Patchwork [MTD] Fix JFFS2 sync silent failure

login
register
mail settings
Submitter Jörn Engel
Date April 17, 2010, 6:40 p.m.
Message ID <20100417184016.GA17345@logfs.org>
Download mbox | patch
Permalink /patch/50385/
State New
Headers show

Comments

Jörn Engel - April 17, 2010, 6:40 p.m.
Moin David,

if I read the code correctly, JFFS2 will happily perform a NOP on
sys_sync() again.  And this time it appears to be Jens' fault.

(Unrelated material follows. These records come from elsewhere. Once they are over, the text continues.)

//! End to end: host edits in, styled runs out.

use std::{
  ops::Range,
  sync::Arc,
  time::Duration,
};

use futures_executor::block_on;
use ropey::Rope;
use rtk_event::{
  ManualExecutor,
  ManualScheduler,
  TaskHandle,
  run_until_idle,
};
use rtk_syntax::{
  Pipeline,
  PipelineError,
  SharedText,
  SyntaxError,
  buffer::Run,
  edit::{
    EditError,
    Inconsistency,
  },
  highlighter::TextTarget,
  resolver::{
    PatternRule,
    PatternTokenResolver,
    ResolveError,
    SyntaxTokenResolver,
    TokenResolver,
  },
  style::{
    AttributeSet,
    Color,
    SeenTokenNames,
    StyleMap,
  },
  syntax::{
    PARSE_TIMEOUT,
    ParseOptions,
    SyntaxTree,
    code::CodeGrammar,
    grammar::Loader,
  },
};

fn loader() -> Arc<Loader> {
  let mut loader = Loader::markdown();
  loader.register_code(
    "rust",
    CodeGrammar::new(["fn", "let", "match"], Some("//"), ['"']),
  );
  Arc::new(loader)
}

struct Session {
  text:      Arc<SharedText>,
  pipeline:  Pipeline,
  scheduler: ManualScheduler,
  executor:  ManualExecutor,
}

impl Session {
  fn new(text: &str) -> Self {
    let text = Arc::new(SharedText::new(text));
    let scheduler = ManualScheduler::new();
    let executor = ManualExecutor::new();
    let pipeline = Pipeline::new(
      text.clone(),
      loader(),
      StyleMap::default(),
      Arc::new(scheduler.clone()),
      Arc::new(executor.clone()),
      ParseOptions::default(),
    )
    .unwrap();
    Self {
      text,
      pipeline,
      scheduler,
      executor,
    }
  }

  /// Styles `text` from scratch and returns the resulting runs.
  fn fresh_runs(text: &str) -> Vec<Run> {
    let session = Self::new(text);
    session.run();
    session.runs()
  }

  fn edit(&mut self, range: Range<usize>, insert: &str) -> Result<(), PipelineError> {
    self.pipeline.will_change(range.clone())?;
    let change = self.text.replace(range, insert);
    self.pipeline.did_change(&change)
  }

  fn run(&self) {
    run_until_idle(&self.scheduler, &self.executor);
  }

  fn attrs(&self, pos: usize) -> AttributeSet {
    self.text.attributes_at(pos)
  }

  fn runs(&self) -> Vec<Run> {
    self.text.snapshot().runs().to_vec()
  }
}

#[test]
fn typing_emphasis_styles_it() {
  let mut session = Session::new("# Title\n\nbody em text");
  session.edit(16..16, "*").unwrap();
  session.edit(14..14, "*").unwrap();
  assert_eq!(session.text.contents(), "# Title\n\nbody *em* text");

  // nothing is styled from inside the notifications
  assert!(session.attrs(15).is_base());
  session.run();

  assert_eq!(session.attrs(0).foreground, Some(Color::ORANGE));
  let title = session.attrs(3);
  assert_eq!(title.bold, Some(true));
  assert_eq!(title.scale, Some(133));
  assert!(session.attrs(10).is_base());
  assert_eq!(session.attrs(14).foreground, Some(Color::GRAY));
  assert_eq!(session.attrs(15).italic, Some(true));
  assert_eq!(session.attrs(16).italic, Some(true));
  assert_eq!(session.attrs(17).foreground, Some(Color::GRAY));
  assert!(session.attrs(19).is_base());
}

#[test]
fn edits_before_a_turn_share_one_flush() {
  let mut session = Session::new("some text\n");
  for (at, insert) in [(0, "*"), (5, "*"), (10, "`a`")] {
    session.edit(at..at, insert).unwrap();
  }
  assert_eq!(session.scheduler.pending(), 1);
  session.run();
  assert_eq!(session.pipeline.highlighter().stats().flushes, 1);
  assert_eq!(session.attrs(1).italic, Some(true));
}

#[test]
fn restyling_is_idempotent_and_leaves_text_alone() {
  let source = "# Head\n\n```rust\nfn main() { let x = \"s\"; }\n```\n\n> quote **b** [l](u)\n";
  let session = Session::new(source);
  session.run();
  let runs = session.runs();
  let ops = session.text.snapshot().style_ops();
  assert!(ops > 0);

  session.pipeline.invalidate(TextTarget::All);
  session.run();
  assert_eq!(session.runs(), runs);
  assert_eq!(session.text.contents(), source);
}

#[test]
fn fenced_code_uses_its_language() {
  let session = Session::new("```rust\nlet x = 1; // c\n```\n");
  session.run();
  assert_eq!(session.attrs(8).foreground, Some(Color::PURPLE));
  assert_eq!(session.attrs(16).foreground, Some(Color::BLUE));
  assert_eq!(session.attrs(19).foreground, Some(Color::GREEN));
}

#[test]
fn small_edits_reparse_little() {
  let mut source = String::new();
  for i in 0..200 {
    source.push_str(&format!("line {i} has *emphasis* and `code`\n\n"));
  }
  let mut session = Session::new(&source);
  session.run();

  let at = source.find("line 100").unwrap() + 4;
  session.edit(at..at, "s").unwrap();
  {
    let syntax = session.pipeline.syntax().syntax();
    let stats = syntax.stats();
    assert!(!stats.full_reparse);
    assert!(stats.units_parsed <= 6, "{stats:?}");
    assert!(stats.layers_parsed <= 2, "{stats:?}");
  }

  let before = session.pipeline.highlighter().stats().requests;
  session.run();
  let stats = session.pipeline.highlighter().stats();
  assert!(stats.requests - before <= 2, "{stats:?}");
}

#[test]
fn diagnostics_collect_token_names() {
  let text = Arc::new(SharedText::new("# T\n\n`c` and *e*\n"));
  let scheduler = ManualScheduler::new();
  let executor = ManualExecutor::new();
  let seen = Arc::new(SeenTokenNames::new());
  let _pipeline = Pipeline::with_diagnostics(
    text.clone(),
    loader(),
    StyleMap::default(),
    Arc::new(scheduler.clone()),
    Arc::new(executor.clone()),
    ParseOptions::default(),
    seen.clone(),
  )
  .unwrap();
  run_until_idle(&scheduler, &executor);
  for name in ["text.title", "text.literal", "text.emphasis", "punctuation.special"] {
    assert!(seen.contains(name), "{name} missing from {:?}", seen.names());
  }
}

#[test]
fn pattern_resolver_drives_the_same_highlighter() {
  let session = Session::new("alpha beta");
  session.run();
  let buffer: Arc<dyn rtk_syntax::HostBuffer> = session.text.clone();
  let rule = PatternRule::new(r"beta", "text.strong").unwrap();
  session
    .pipeline
    .highlighter()
    .set_resolver(Arc::new(PatternTokenResolver::new(&buffer, vec![rule])));
  session.pipeline.invalidate(TextTarget::All);
  session.run();
  assert!(session.attrs(0).is_base());
  assert_eq!(session.attrs(6).bold, Some(true));
}

#[test]
fn reset_invalidates_old_resolvers() {
  let mut session = Session::new("# Title\n");
  session.run();
  let stale = SyntaxTokenResolver::new(session.pipeline.syntax());
  assert!(block_on(stale.resolve(0..8, TaskHandle::new())).is_ok());

  session.pipeline.reset().unwrap();
  assert_eq!(
    block_on(stale.resolve(0..8, TaskHandle::new())),
    Err(ResolveError::StateInvalid)
  );

  session.run();
  assert_eq!(session.pipeline.highlighter().stats().skipped, 0);
  assert_eq!(session.attrs(3).bold, Some(true));
}

#[test]
fn parse_timeout_reverts_to_base() {
  let mut session = Session::new("# Title\n\n*em*\n");
  session.run();
  assert_eq!(session.attrs(3).bold, Some(true));

  session
    .pipeline
    .syntax()
    .syntax()
    .set_timeout(Duration::ZERO);
  let err = session.edit(0..0, "x").unwrap_err();
  assert_eq!(
    err,
    PipelineError::Syntax(SyntaxError::ParseTimeout {
      budget: Duration::ZERO,
    })
  );
  assert_eq!(
    session.pipeline.syntax().highlights(0..4),
    Err(SyntaxError::NoRootNode)
  );

  session.run();
  let len = session.text.contents().chars().count();
  assert!((0..len).all(|pos| session.attrs(pos).is_base()));
  assert_eq!(session.text.contents(), "x# Title\n\n*em*\n");

  session
    .pipeline
    .syntax()
    .syntax()
    .set_timeout(PARSE_TIMEOUT);
  session.edit(0..1, "").unwrap();
  session.run();
  assert_eq!(session.attrs(3).bold, Some(true));
}

#[test]
fn out_of_sync_notifications_reset_the_session() {
  let mut session = Session::new("abc *d*\n");
  session.run();

  session.pipeline.will_change(0..1).unwrap();
  let change = session.text.replace(2..3, "xy");
  let err = session.pipeline.did_change(&change).unwrap_err();
  assert!(matches!(
    err,
    PipelineError::Edit(EditError::StateInconsistent(
      Inconsistency::RangeMismatch { .. }
    ))
  ));
  assert!(!session.pipeline.tracker().is_pending());
  assert_eq!(session.pipeline.tracker().len(), 9);

  let err = session.pipeline.did_change(&change).unwrap_err();
  assert!(matches!(
    err,
    PipelineError::Edit(EditError::StateInconsistent(
      Inconsistency::MissingWillChange
    ))
  ));

  session.edit(0..0, "_").unwrap();
  session.run();
  let contents = session.text.contents();
  assert_eq!(contents, "_abxy *d*\n");
  assert_eq!(session.runs(), Session::fresh_runs(&contents));
}

struct SimRng {
  state: u64,
}

impl SimRng {
  fn new(seed: u64) -> Self {
    Self {
      state: seed.max(1),
    }
  }

  fn next_u64(&mut self) -> u64 {
    let mut x = self.state;
    x ^= x << 13;
    x ^= x >> 7;
    x ^= x << 17;
    self.state = x;
    x
  }

  fn next_usize(&mut self, upper: usize) -> usize {
    if upper == 0 {
      0
    } else {
      (self.next_u64() as usize) % upper
    }
  }
}

fn next_edit(rng: &mut SimRng, len_chars: usize) -> (Range<usize>, &'static str) {
  const TOKENS: &[&str] = &[
    "a", " ", "\n", "\n\n", "*", "**", "_", "`", "```", "```rust\n", "# ", "> ", "- ", "[", "](",
    ")", "<", "http://x>", "\\", "=", "let ", "\"", "é", "🙂",
  ];

  let op = if len_chars == 0 { 0 } else { rng.next_usize(3) };
  match op {
    0 => {
      let at = rng.next_usize(len_chars + 1);
      (at..at, TOKENS[rng.next_usize(TOKENS.len())])
    },
    1 => {
      let start = rng.next_usize(len_chars);
      let end = (start + 1 + rng.next_usize(8)).min(len_chars);
      (start..end, "")
    },
    _ => {
      let start = rng.next_usize(len_chars);
      let end = (start + 1 + rng.next_usize(4)).min(len_chars);
      (start..end, TOKENS[rng.next_usize(TOKENS.len())])
    },
  }
}

#[test]
fn replacing_the_content_drops_outstanding_results() {
  let mut session = Session::new("**bold** text\n");
  session.run();
  session.pipeline.invalidate(TextTarget::Range(0..8));
  session.scheduler.run_until_idle();
  session.executor.run_until_stalled();
  // the result now waits for delivery against the old text
  assert_eq!(session.scheduler.pending(), 1);

  let replacement = "plain `x` and more words\n";
  let len = session.text.contents().chars().count();
  session.text.replace(0..len, replacement);
  let ops = session.text.snapshot().style_ops();
  session.pipeline.replace_content().unwrap();
  session.scheduler.run_until_idle();
  assert_eq!(session.text.snapshot().style_ops(), ops);
  assert_eq!(session.pipeline.highlighter().stats().stale, 1);

  session.run();
  assert_eq!(session.runs(), Session::fresh_runs(replacement));
}

#[test]
fn deterministic_edit_simulation() {
  let initial = "# Doc\n\nsome *text* here\n\n```rust\nfn f() { let s = \"x\"; }\n```\n\n- item \
                 **b**\n> quote `c`\n";
  for seed in 1..=6u64 {
    let mut rng = SimRng::new(seed);
    let mut session = Session::new(initial);
    session.run();

    for step in 0..40 {
      let len = session.text.contents().chars().count();
      let (range, insert) = next_edit(&mut rng, len);
      session
        .edit(range.clone(), insert)
        .unwrap_or_else(|err| panic!("seed {seed} step {step} {range:?}: {err}"));
      session.run();

      let contents = session.text.contents();
      let len = contents.chars().count();
      let mut fresh = SyntaxTree::new(Rope::from_str(&contents), loader(), ParseOptions::default());
      fresh.parse().unwrap();
      assert_eq!(
        session.pipeline.syntax().highlights(0..len),
        fresh.highlights(0..len),
        "seed {seed} step {step}: {contents:?}"
      );
      assert_eq!(
        session.pipeline.syntax().syntax().layers(),
        fresh.layers(),
        "seed {seed} step {step}: {contents:?}"
      );
      if step % 8 == 7 {
        assert_eq!(
          session.runs(),
          Session::fresh_runs(&contents),
          "seed {seed} step {step}: {contents:?}"
        );
      }
    }
  }
}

JFFS2 does not appear to set s_bdi anywhere.  And as of 32a88aa1,
__sync_filesystem() will return 0 if s_bdi is not set.  As a result,
sync_fs() is never called for jffs2 and whatever remains in the wbuf
will not make it to the device.

The patch also adds a BUG_ON to catch this problem in any remaining or
future offenders.  I am not sure about network filesystems, but at
least bdev- and mtd-based ones should be caught.

Opinions?

Jörn
Jens Axboe - April 19, 2010, 7:38 a.m.
On Sat, Apr 17 2010, Jörn Engel wrote:
> Moin David,
> 
> if I read the code correctly, JFFS2 will happily perform a NOP on
> sys_sync() again.  And this time it appears to be Jens' fault.
> 
> JFFS2 does not appear to set s_bdi anywhere.  And as of 32a88aa1,
> __sync_filesystem() will return 0 if s_bdi is not set.  As a result,
> sync_fs() is never called for jffs2 and whatever remains in the wbuf
> will not make it to the device.
> 
> The patch also adds a BUG_ON to catch this problem in any remaining or
> future offenders.  I am not sure about network filesystems, but at
> least bdev- and mtd-based ones should be caught.
> 
> Opinions?

I think that BUG_ON() would be a lot better as a printk() and fail mount
instead. There's really little point in killing the kernel for something
you could easily warn about and recover nicely.
Jörn Engel - April 19, 2010, 10:15 a.m.
On Mon, 19 April 2010 09:38:44 +0200, Jens Axboe wrote:
> On Sat, Apr 17 2010, Jörn Engel wrote:
> > Moin David,
> > 
> > if I read the code correctly, JFFS2 will happily perform a NOP on
> > sys_sync() again.  And this time it appears to be Jens' fault.
> > 
> > JFFS2 does not appear to set s_bdi anywhere.  And as of 32a88aa1,
> > __sync_filesystem() will return 0 if s_bdi is not set.  As a result,
> > sync_fs() is never called for jffs2 and whatever remains in the wbuf
> > will not make it to the device.
> > 
> > The patch also adds a BUG_ON to catch this problem in any remaining or
> > future offenders.  I am not sure about network filesystems, but at
> > least bdev- and mtd-based ones should be caught.
> > 
> > Opinions?
> 
> I think that BUG_ON() would be a lot better as a printk() and fail mount
> instead. There's really little point in killing the kernel for something
> you could easily warn about and recover nicely.

*shrug*
The BUG_ON directly above is not qualitatively different.  In both cases
the only solution is to find and fix the bug in some other file,
recompile and try again.  But ultimately I don't care, as long as we
catch the bug before people lose their data.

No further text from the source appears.